What you need to do: From the entries below, give the number of lines where the word "endpoints" occurs, and nothing else.

Dataset excerpts:
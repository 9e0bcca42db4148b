use axum::{
    extract::State,
    http::{header, HeaderValue, StatusCode},
    response::{IntoResponse, Response},
    Json,
};
use serde_json::json;

use super::AppState;

/// Liveness. Never cached by clients or by the gateway.
pub async fn health(State(state): State<AppState>) -> Response {
    let endpoints = state.pool.endpoints().await.len();
    let body = json!({
        "status": "ok",
        "endpoints": endpoints,
        "leased": state.pool.leased_count(),
    });

    let mut response = (StatusCode::OK, Json(body)).into_response();
    response
        .headers_mut()
        .insert(header::CACHE_CONTROL, HeaderValue::from_static("no-store"));
    response
}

Response box: 2